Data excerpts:
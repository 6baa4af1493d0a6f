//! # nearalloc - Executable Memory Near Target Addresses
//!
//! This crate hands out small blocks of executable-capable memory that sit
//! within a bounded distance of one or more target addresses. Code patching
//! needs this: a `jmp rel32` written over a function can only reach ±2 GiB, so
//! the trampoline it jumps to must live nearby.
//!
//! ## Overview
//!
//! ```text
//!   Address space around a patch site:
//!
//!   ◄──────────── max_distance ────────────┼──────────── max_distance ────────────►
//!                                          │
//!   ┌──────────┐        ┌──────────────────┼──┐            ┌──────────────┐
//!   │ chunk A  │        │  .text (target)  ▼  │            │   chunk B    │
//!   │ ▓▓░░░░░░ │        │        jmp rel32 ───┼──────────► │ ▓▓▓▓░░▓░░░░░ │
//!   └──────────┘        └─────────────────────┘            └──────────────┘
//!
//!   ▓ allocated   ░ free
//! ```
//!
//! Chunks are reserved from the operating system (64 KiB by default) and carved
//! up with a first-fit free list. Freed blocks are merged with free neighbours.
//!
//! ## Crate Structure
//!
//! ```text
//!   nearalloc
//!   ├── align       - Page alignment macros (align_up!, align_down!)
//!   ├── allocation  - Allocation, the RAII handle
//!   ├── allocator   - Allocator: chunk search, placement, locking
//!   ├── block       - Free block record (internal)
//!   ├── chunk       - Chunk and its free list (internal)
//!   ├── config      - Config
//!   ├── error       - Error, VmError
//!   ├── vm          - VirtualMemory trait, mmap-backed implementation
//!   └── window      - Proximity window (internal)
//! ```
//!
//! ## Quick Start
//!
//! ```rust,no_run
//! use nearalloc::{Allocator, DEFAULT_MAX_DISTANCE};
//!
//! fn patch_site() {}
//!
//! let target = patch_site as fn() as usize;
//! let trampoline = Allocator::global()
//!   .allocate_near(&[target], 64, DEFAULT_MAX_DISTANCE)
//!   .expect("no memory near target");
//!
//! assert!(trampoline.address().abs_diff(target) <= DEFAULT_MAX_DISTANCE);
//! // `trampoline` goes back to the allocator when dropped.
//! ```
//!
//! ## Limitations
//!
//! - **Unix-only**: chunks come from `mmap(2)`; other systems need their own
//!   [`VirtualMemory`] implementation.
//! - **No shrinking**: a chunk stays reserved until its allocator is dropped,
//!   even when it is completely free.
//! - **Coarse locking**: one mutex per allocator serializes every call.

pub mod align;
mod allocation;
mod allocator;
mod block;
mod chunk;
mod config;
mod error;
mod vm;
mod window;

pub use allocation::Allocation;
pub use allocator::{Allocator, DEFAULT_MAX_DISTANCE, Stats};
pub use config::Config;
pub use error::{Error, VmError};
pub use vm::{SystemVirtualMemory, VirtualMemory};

* * *

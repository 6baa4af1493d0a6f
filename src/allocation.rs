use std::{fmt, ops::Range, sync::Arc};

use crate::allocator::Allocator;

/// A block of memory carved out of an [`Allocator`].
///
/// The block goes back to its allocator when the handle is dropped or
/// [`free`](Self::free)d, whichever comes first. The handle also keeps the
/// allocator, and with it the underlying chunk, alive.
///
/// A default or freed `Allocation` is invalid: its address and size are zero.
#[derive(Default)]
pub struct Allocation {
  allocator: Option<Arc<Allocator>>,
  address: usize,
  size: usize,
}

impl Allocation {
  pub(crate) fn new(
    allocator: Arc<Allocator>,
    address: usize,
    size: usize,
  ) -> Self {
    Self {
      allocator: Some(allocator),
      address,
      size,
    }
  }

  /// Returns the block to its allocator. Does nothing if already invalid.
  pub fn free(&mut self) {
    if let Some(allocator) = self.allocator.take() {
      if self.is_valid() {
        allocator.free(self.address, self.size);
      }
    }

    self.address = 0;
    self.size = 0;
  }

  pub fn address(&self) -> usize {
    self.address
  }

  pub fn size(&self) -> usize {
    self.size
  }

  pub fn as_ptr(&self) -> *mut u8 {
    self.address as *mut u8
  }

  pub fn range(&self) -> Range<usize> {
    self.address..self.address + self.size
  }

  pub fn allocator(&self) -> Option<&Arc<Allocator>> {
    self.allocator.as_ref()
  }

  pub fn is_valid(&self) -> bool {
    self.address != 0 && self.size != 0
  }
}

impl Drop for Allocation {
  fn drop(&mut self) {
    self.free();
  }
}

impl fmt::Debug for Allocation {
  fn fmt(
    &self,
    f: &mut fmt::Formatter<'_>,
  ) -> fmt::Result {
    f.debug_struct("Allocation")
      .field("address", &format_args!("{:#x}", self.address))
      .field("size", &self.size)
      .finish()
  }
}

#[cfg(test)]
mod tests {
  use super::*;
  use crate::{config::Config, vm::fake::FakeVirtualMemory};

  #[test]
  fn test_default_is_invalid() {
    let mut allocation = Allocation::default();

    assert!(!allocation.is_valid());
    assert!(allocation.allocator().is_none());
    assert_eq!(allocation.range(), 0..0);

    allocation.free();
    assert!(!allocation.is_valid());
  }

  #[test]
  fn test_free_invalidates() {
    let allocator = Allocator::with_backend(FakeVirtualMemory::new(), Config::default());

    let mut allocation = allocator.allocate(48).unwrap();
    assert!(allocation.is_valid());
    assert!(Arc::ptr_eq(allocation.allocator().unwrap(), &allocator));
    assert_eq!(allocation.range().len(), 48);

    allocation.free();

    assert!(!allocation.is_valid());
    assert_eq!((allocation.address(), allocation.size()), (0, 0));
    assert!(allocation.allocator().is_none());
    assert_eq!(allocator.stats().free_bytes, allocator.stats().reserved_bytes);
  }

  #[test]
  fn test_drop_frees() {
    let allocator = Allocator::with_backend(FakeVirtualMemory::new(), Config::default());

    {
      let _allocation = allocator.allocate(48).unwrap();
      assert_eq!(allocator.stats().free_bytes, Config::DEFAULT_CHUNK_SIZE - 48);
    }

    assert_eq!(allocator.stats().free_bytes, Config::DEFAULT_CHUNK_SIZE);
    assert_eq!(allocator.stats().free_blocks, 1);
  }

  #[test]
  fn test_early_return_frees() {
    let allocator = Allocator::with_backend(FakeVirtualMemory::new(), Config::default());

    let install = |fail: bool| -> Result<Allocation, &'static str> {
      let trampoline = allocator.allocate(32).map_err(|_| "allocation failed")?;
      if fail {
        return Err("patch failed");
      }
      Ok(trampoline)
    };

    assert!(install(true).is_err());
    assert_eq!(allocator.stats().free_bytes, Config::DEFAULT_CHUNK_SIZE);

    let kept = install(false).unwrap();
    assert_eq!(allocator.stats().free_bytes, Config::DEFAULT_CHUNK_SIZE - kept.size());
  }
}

## [TASK INSTRUCTIONS]
From the data above, copy each line where the string "unwrap" appears.

## [SOLUTION]
    let mut allocation = allocator.allocate(48).unwrap();
    assert!(Arc::ptr_eq(allocation.allocator().unwrap(), &allocator));
      let _allocation = allocator.allocate(48).unwrap();
    let kept = install(false).unwrap();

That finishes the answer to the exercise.